■ TASK DIRECTIONS:
Please write back every entry exactly, character for character.

________________________________________

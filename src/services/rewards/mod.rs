//! Staking reward estimation.
//!
//! Queries a node through its CLI and derives annualized returns:
//! - `client`: the query seam and its CLI-backed implementation
//! - `calculator`: APR/APY formulas
//! - `service`: query sequencing and validator selection

mod calculator;
mod client;
mod error;
mod service;

pub use calculator::{annual_percentage_rate, annual_percentage_yield, ReturnRates, RewardReport};
pub use client::{
	parse_annual_provisions, parse_bonded_tokens, parse_outstanding_reward, parse_validator_set,
	ChainQueryClient, CliQueryClient,
};
pub use error::RewardError;
pub use service::RewardService;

________________________________________

■ YOUR RESPONSE:
filename src/services/rewards/mod.rs
//! Staking reward estimation.
//!
//! Queries a node through its CLI and derives annualized returns:
//! - `client`: the query seam and its CLI-backed implementation
//! - `calculator`: APR/APY formulas
//! - `service`: query sequencing and validator selection

mod calculator;
mod client;
mod error;
mod service;

pub use calculator::{annual_percentage_rate, annual_percentage_yield, ReturnRates, RewardReport};
pub use client::{
	parse_annual_provisions, parse_bonded_tokens, parse_outstanding_reward, parse_validator_set,
	ChainQueryClient, CliQueryClient,
};
pub use error::RewardError;
pub use service::RewardService;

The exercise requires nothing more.